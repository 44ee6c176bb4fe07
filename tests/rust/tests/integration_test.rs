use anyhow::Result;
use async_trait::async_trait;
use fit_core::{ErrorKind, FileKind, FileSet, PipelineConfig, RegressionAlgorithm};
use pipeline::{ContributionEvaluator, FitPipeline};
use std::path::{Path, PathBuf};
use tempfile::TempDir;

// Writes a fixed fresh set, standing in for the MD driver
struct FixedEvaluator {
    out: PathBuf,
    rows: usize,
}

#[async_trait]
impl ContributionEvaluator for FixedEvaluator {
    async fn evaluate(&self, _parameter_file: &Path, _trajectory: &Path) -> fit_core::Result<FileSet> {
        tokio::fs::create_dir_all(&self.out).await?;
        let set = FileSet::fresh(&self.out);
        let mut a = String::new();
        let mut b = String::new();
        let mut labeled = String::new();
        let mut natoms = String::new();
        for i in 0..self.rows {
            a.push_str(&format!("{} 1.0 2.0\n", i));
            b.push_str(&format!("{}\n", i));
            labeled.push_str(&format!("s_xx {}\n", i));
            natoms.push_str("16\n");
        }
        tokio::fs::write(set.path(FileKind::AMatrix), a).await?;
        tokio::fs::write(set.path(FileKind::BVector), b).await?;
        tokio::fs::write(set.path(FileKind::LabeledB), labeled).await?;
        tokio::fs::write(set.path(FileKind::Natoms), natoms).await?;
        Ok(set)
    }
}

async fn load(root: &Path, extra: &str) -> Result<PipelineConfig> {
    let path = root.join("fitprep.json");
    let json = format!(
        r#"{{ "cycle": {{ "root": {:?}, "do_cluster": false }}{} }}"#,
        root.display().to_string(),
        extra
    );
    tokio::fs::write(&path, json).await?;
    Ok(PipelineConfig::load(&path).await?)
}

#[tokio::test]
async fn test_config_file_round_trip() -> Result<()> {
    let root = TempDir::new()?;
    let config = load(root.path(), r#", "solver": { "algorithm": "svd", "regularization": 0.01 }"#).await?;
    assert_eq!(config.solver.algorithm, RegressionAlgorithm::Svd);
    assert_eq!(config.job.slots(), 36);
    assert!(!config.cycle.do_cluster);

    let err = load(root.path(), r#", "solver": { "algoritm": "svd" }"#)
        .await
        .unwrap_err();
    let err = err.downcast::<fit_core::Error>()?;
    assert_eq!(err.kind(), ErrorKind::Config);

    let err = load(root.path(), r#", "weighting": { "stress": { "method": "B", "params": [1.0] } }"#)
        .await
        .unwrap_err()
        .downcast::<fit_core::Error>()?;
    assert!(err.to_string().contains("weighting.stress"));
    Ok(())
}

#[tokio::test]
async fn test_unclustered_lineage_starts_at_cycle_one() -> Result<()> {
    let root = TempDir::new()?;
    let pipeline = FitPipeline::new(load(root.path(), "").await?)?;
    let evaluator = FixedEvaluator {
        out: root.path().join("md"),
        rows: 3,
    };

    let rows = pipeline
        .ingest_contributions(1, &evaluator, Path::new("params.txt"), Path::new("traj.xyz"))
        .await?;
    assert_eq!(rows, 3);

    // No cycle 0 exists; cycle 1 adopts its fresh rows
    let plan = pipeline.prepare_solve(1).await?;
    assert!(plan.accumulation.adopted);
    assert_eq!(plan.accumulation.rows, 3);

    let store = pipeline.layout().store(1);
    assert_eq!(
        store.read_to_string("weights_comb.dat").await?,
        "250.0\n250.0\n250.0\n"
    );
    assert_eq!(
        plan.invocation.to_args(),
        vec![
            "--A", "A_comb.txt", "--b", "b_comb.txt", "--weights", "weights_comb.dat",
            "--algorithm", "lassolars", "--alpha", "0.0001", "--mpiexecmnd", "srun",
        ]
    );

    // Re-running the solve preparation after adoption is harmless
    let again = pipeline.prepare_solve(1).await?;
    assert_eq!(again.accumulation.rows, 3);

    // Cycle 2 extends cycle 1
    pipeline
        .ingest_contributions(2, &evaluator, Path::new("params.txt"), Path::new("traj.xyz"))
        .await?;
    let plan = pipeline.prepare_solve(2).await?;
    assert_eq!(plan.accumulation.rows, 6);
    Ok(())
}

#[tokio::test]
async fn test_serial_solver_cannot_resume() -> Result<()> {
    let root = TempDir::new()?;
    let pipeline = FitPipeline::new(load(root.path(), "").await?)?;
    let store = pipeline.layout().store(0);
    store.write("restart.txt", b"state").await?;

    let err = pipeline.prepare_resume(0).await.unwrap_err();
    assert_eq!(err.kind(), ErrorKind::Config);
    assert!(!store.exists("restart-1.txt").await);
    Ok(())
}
........
What to do:
After reading the listing, copy all of it out exactly.

Answer section:
repository 44ee6c176bb4fe07
filename tests/rust/tests/integration_test.rs
use anyhow::Result;
use async_trait::async_trait;
use fit_core::{ErrorKind, FileKind, FileSet, PipelineConfig, RegressionAlgorithm};
use pipeline::{ContributionEvaluator, FitPipeline};
use std::path::{Path, PathBuf};
use tempfile::TempDir;

// Writes a fixed fresh set, standing in for the MD driver
struct FixedEvaluator {
    out: PathBuf,
    rows: usize,
}

#[async_trait]
impl ContributionEvaluator for FixedEvaluator {
    async fn evaluate(&self, _parameter_file: &Path, _trajectory: &Path) -> fit_core::Result<FileSet> {
        tokio::fs::create_dir_all(&self.out).await?;
        let set = FileSet::fresh(&self.out);
        let mut a = String::new();
        let mut b = String::new();
        let mut labeled = String::new();
        let mut natoms = String::new();
        for i in 0..self.rows {
            a.push_str(&format!("{} 1.0 2.0\n", i));
            b.push_str(&format!("{}\n", i));
            labeled.push_str(&format!("s_xx {}\n", i));
            natoms.push_str("16\n");
        }
        tokio::fs::write(set.path(FileKind::AMatrix), a).await?;
        tokio::fs::write(set.path(FileKind::BVector), b).await?;
        tokio::fs::write(set.path(FileKind::LabeledB), labeled).await?;
        tokio::fs::write(set.path(FileKind::Natoms), natoms).await?;
        Ok(set)
    }
}

async fn load(root: &Path, extra: &str) -> Result<PipelineConfig> {
    let path = root.join("fitprep.json");
    let json = format!(
        r#"{{ "cycle": {{ "root": {:?}, "do_cluster": false }}{} }}"#,
        root.display().to_string(),
        extra
    );
    tokio::fs::write(&path, json).await?;
    Ok(PipelineConfig::load(&path).await?)
}

#[tokio::test]
async fn test_config_file_round_trip() -> Result<()> {
    let root = TempDir::new()?;
    let config = load(root.path(), r#", "solver": { "algorithm": "svd", "regularization": 0.01 }"#).await?;
    assert_eq!(config.solver.algorithm, RegressionAlgorithm::Svd);
    assert_eq!(config.job.slots(), 36);
    assert!(!config.cycle.do_cluster);

    let err = load(root.path(), r#", "solver": { "algoritm": "svd" }"#)
        .await
        .unwrap_err();
    let err = err.downcast::<fit_core::Error>()?;
    assert_eq!(err.kind(), ErrorKind::Config);

    let err = load(root.path(), r#", "weighting": { "stress": { "method": "B", "params": [1.0] } }"#)
        .await
        .unwrap_err()
        .downcast::<fit_core::Error>()?;
    assert!(err.to_string().contains("weighting.stress"));
    Ok(())
}

#[tokio::test]
async fn test_unclustered_lineage_starts_at_cycle_one() -> Result<()> {
    let root = TempDir::new()?;
    let pipeline = FitPipeline::new(load(root.path(), "").await?)?;
    let evaluator = FixedEvaluator {
        out: root.path().join("md"),
        rows: 3,
    };

    let rows = pipeline
        .ingest_contributions(1, &evaluator, Path::new("params.txt"), Path::new("traj.xyz"))
        .await?;
    assert_eq!(rows, 3);

    // No cycle 0 exists; cycle 1 adopts its fresh rows
    let plan = pipeline.prepare_solve(1).await?;
    assert!(plan.accumulation.adopted);
    assert_eq!(plan.accumulation.rows, 3);

    let store = pipeline.layout().store(1);
    assert_eq!(
        store.read_to_string("weights_comb.dat").await?,
        "250.0\n250.0\n250.0\n"
    );
    assert_eq!(
        plan.invocation.to_args(),
        vec![
            "--A", "A_comb.txt", "--b", "b_comb.txt", "--weights", "weights_comb.dat",
            "--algorithm", "lassolars", "--alpha", "0.0001", "--mpiexecmnd", "srun",
        ]
    );

    // Re-running the solve preparation after adoption is harmless
    let again = pipeline.prepare_solve(1).await?;
    assert_eq!(again.accumulation.rows, 3);

    // Cycle 2 extends cycle 1
    pipeline
        .ingest_contributions(2, &evaluator, Path::new("params.txt"), Path::new("traj.xyz"))
        .await?;
    let plan = pipeline.prepare_solve(2).await?;
    assert_eq!(plan.accumulation.rows, 6);
    Ok(())
}

#[tokio::test]
async fn test_serial_solver_cannot_resume() -> Result<()> {
    let root = TempDir::new()?;
    let pipeline = FitPipeline::new(load(root.path(), "").await?)?;
    let store = pipeline.layout().store(0);
    store.write("restart.txt", b"state").await?;

    let err = pipeline.prepare_resume(0).await.unwrap_err();
    assert_eq!(err.kind(), ErrorKind::Config);
    assert!(!store.exists("restart-1.txt").await);
    Ok(())
}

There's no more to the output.